November 4, 2014
I had a job in the Los Angeles sewer system as a “Sub-supevisor in the sub-division of the Department of subterranean sanitation. I just keep things moving along.” I had the 5 AM to 1 PM shift, which was fine for me. After an early dinner, I can focus on working on my memoir, which appears to be endless. When one writes about their whole life, I have a tendency to go through my address book, and write about each person. Most, as you can gather are not that important to me, nor am I worthy to them - nevertheless as a memoirist, I believe that it is my responsibility to comment on my relationship with each and every one of them. I live alone now, due to the stench I brought with me from work. Here I can stink up the house, and not worry about a girlfriend. Even though my long-lasting and suffering ex was once employed in a meat-packing factory, so she at that time stunk up the room as well. The combination of sewer and dead meat scents did not go too well together. Take my word on this!
Before I became a Sub-supervisor, I was in the entertainment business. I made a record in the early 50s that was a minor hit on the British Airways. “Mr. Sandman, ” a classic song, and my version, to be honest, didn’t really add much to the original version done by Bing Crosby. Although I couldn’t get myself arrested here in the States, I managed to do a small tour in the U.K. Well, again to be honest, it was only Manchester and Liverpool. We couldn’t book a gig in London for some reason. Nevertheless I was known to be “Northern Novelty, ” which was a short-time cult-like movement of record collectors that only collected 78 rpm disks that were hits in Manchester. My only fan that I can remember was a spicy British woman by the name of Cosey Fanni Tutti, who sent me the most unusual photographs of herself. I tried to locate her in both Liverpool and Manchester, but failed miserably. Sometimes a photograph is all you really need.

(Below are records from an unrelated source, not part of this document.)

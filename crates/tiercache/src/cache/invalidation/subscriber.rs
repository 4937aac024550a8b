//! Invalidation subscriber.
//!
//! Applies bus messages to the local L1 registry. Never creates a store and
//! never fails: malformed or unknown messages are logged and ignored.

use std::sync::Arc;
use std::time::Duration;

use tokio::sync::broadcast;
use tokio::task::JoinHandle;

use tiercache_core::cache::{InvalidationMessage, PubSubTransport, Store};

use crate::cache::memory::MemoryStoreRegistry;
use crate::metrics::record_invalidation_message;

const INITIAL_BACKOFF: Duration = Duration::from_secs(1);
const MAX_BACKOFF: Duration = Duration::from_secs(300);

/// Applies invalidation messages to the L1 stores of this instance.
#[derive(Debug, Clone)]
pub struct InvalidationSubscriber {
    l1: Arc<MemoryStoreRegistry>,
}

impl InvalidationSubscriber {
    pub fn new(l1: Arc<MemoryStoreRegistry>) -> Self {
        Self { l1 }
    }

    /// Handles a raw text payload. Returns whether it was applied.
    pub async fn handle_message(&self, payload: Option<&str>) -> bool {
        let Some(payload) = payload else {
            tracing::warn!("Ignoring empty invalidation message");
            record_invalidation_message("ignored");
            return false;
        };

        match payload.trim().parse::<InvalidationMessage>() {
            Ok(message) => self.apply(&message).await,
            Err(err) => {
                tracing::warn!(payload, error = %err, "Ignoring invalidation message");
                record_invalidation_message("ignored");
                false
            }
        }
    }

    /// Handles a raw byte payload, decoded as lossy UTF-8.
    pub async fn handle_bytes(&self, payload: Option<&[u8]>) -> bool {
        match payload {
            Some(bytes) => {
                let text = String::from_utf8_lossy(bytes);
                self.handle_message(Some(&text)).await
            }
            None => self.handle_message(None).await,
        }
    }

    /// Applies a parsed message. Returns whether a local store was touched.
    pub async fn apply(&self, message: &InvalidationMessage) -> bool {
        let applied = match message {
            InvalidationMessage::ClearAll => {
                for store in self.l1.stores() {
                    if let Err(err) = store.clear().await {
                        tracing::warn!(cache = %store.name(), error = %err, "Failed to clear L1");
                    }
                }
                true
            }
            InvalidationMessage::Clear { cache } => match self.l1.lookup(cache) {
                Some(store) => {
                    if let Err(err) = store.clear().await {
                        tracing::warn!(cache = %cache, error = %err, "Failed to clear L1");
                    }
                    true
                }
                None => false,
            },
            InvalidationMessage::Evict { cache, key } => match self.l1.lookup(cache) {
                Some(store) => {
                    if let Err(err) = store.evict(key).await {
                        tracing::warn!(cache = %cache, key = %key, error = %err, "Failed to evict from L1");
                    }
                    true
                }
                None => false,
            },
        };

        if applied {
            tracing::debug!(%message, "Applied invalidation message");
            record_invalidation_message("applied");
        } else {
            tracing::debug!(%message, "No local cache for invalidation message");
            record_invalidation_message("ignored");
        }
        applied
    }

    /// Consumes `channel` until `shutdown` fires.
    ///
    /// Resubscribes with exponential backoff whenever the subscription cannot
    /// be established or the stream closes.
    pub async fn run(
        self,
        transport: Arc<dyn PubSubTransport>,
        channel: String,
        mut shutdown: broadcast::Receiver<()>,
    ) {
        let mut backoff = INITIAL_BACKOFF;

        loop {
            match transport.subscribe(&channel).await {
                Ok(mut receiver) => {
                    tracing::info!(%channel, "Invalidation subscriber listening");
                    backoff = INITIAL_BACKOFF;

                    loop {
                        tokio::select! {
                            result = receiver.recv() => match result {
                                Ok(payload) => {
                                    self.handle_message(Some(&payload)).await;
                                }
                                Err(broadcast::error::RecvError::Lagged(n)) => {
                                    tracing::warn!(%channel, lagged = n, "Invalidation subscriber lagged");
                                }
                                Err(broadcast::error::RecvError::Closed) => {
                                    tracing::warn!(%channel, "Invalidation channel closed");
                                    break;
                                }
                            },
                            _ = shutdown.recv() => {
                                tracing::debug!(%channel, "Invalidation subscriber shutting down");
                                return;
                            }
                        }
                    }
                }
                Err(err) => {
                    tracing::error!(%channel, error = %err, "Failed to subscribe to invalidation channel");
                }
            }

            tracing::info!(%channel, delay_secs = backoff.as_secs(), "Resubscribing");
            tokio::select! {
                _ = tokio::time::sleep(backoff) => {}
                _ = shutdown.recv() => return,
            }
            backoff = (backoff * 2).min(MAX_BACKOFF);
        }
    }

    /// Spawns [`Self::run`] on the current runtime.
    pub fn spawn(
        self,
        transport: Arc<dyn PubSubTransport>,
        channel: impl Into<String>,
        shutdown: broadcast::Receiver<()>,
    ) -> JoinHandle<()> {
        tokio::spawn(self.run(transport, channel.into(), shutdown))
    }
}
//! Cache that stores nothing.
//!
//! Handed out for every name when caching is disabled, so callers keep the
//! same code path and simply always hit the source.

use async_trait::async_trait;
use serde_json::Value;

use tiercache_core::cache::{Cache, CacheError, Loader, Result};

pub struct NoOpCache {
    name: String,
}

impl NoOpCache {
    pub fn new(name: impl Into<String>) -> Self {
        Self { name: name.into() }
    }
}

#[async_trait]
impl Cache for NoOpCache {
    fn name(&self) -> &str {
        &self.name
    }

    async fn get(&self, _key: &str) -> Result<Option<Value>> {
        Ok(None)
    }

    async fn get_or_load(&self, key: &str, loader: Loader) -> Result<Option<Value>> {
        loader().await.map_err(|err| CacheError::RetrievalFailed {
            key: key.to_string(),
            cause: err.to_string(),
        })
    }

    async fn put(&self, _key: &str, _value: Option<Value>) -> Result<()> {
        Ok(())
    }

    async fn evict(&self, _key: &str) -> Result<()> {
        Ok(())
    }

    async fn clear(&self) -> Result<()> {
        Ok(())
    }
}

#[cfg(test)]
mod tests {
    use super::*;
    use std::sync::atomic::{AtomicUsize, Ordering};
    use std::sync::Arc;

    use serde_json::json;
    use tiercache_core::cache::{loader, BoxError};

    #[tokio::test]
    async fn test_always_calls_loader() {
        let cache = NoOpCache::new("price");
        let calls = Arc::new(AtomicUsize::new(0));

        for _ in 0..2 {
            let calls = Arc::clone(&calls);
            let value = cache
                .get_or_load(
                    "p1",
                    loader(move || async move {
                        calls.fetch_add(1, Ordering::SeqCst);
                        Ok::<_, BoxError>(Some(json!(1)))
                    }),
                )
                .await
                .unwrap();
            assert_eq!(value, Some(json!(1)));
        }

        assert_eq!(calls.load(Ordering::SeqCst), 2);
    }

    #[tokio::test]
    async fn test_never_stores() {
        let cache = NoOpCache::new("price");

        cache.put("p1", Some(json!(1))).await.unwrap();

        assert_eq!(cache.get("p1").await.unwrap(), None);
        assert!(cache.evict("p1").await.is_ok());
        assert!(cache.clear().await.is_ok());
    }
}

My life, at this moment, is not so hot. As you can guess, my music career went down to the sewer, and even there I couldn’t last long in that occupation. To hopefully find a connection to a better job, I joined my local Raccoon Lodge, where the saying around the club room is “An Emergency meeting is an Emergency meeting - never a poker game. An Executive Meeting, that’s a poker game.” I met two people there, and both were in the motion picture business. One is an actor by the name of “Gig,” and he is very friendly, but seems to be attached to the hooch, the other is a cameraman who claimed to photograph movies for Orson Welles and Charles Laughton. Both I find kind of “iffy. ” On the other hand, in this town you can’t always pick a winner. Both of my new friends suggested that I should go in the acting business.
I need what one would call a “headshot,” so I found this photographer who had a studio on Hollywood boulevard near Vermont, and his name was Robert something or another, nevertheless I have to admit I was a tad nervous being in front of him. He told me that I should remove all my clothes for that perfect headshot. The reason for that is: “So you can focus on the neck and above and not worry about what’s below the neck.” That I have to admit, sounds reasonable to me. He gave me a knife and a leather jacket to wear, and he said “just go for it.” I have to say that was or is the best part of being an actor so far. So far, “my specialities are corpses, unconscious people and people snoring in spectacular epics.” Things are finally looking up for me.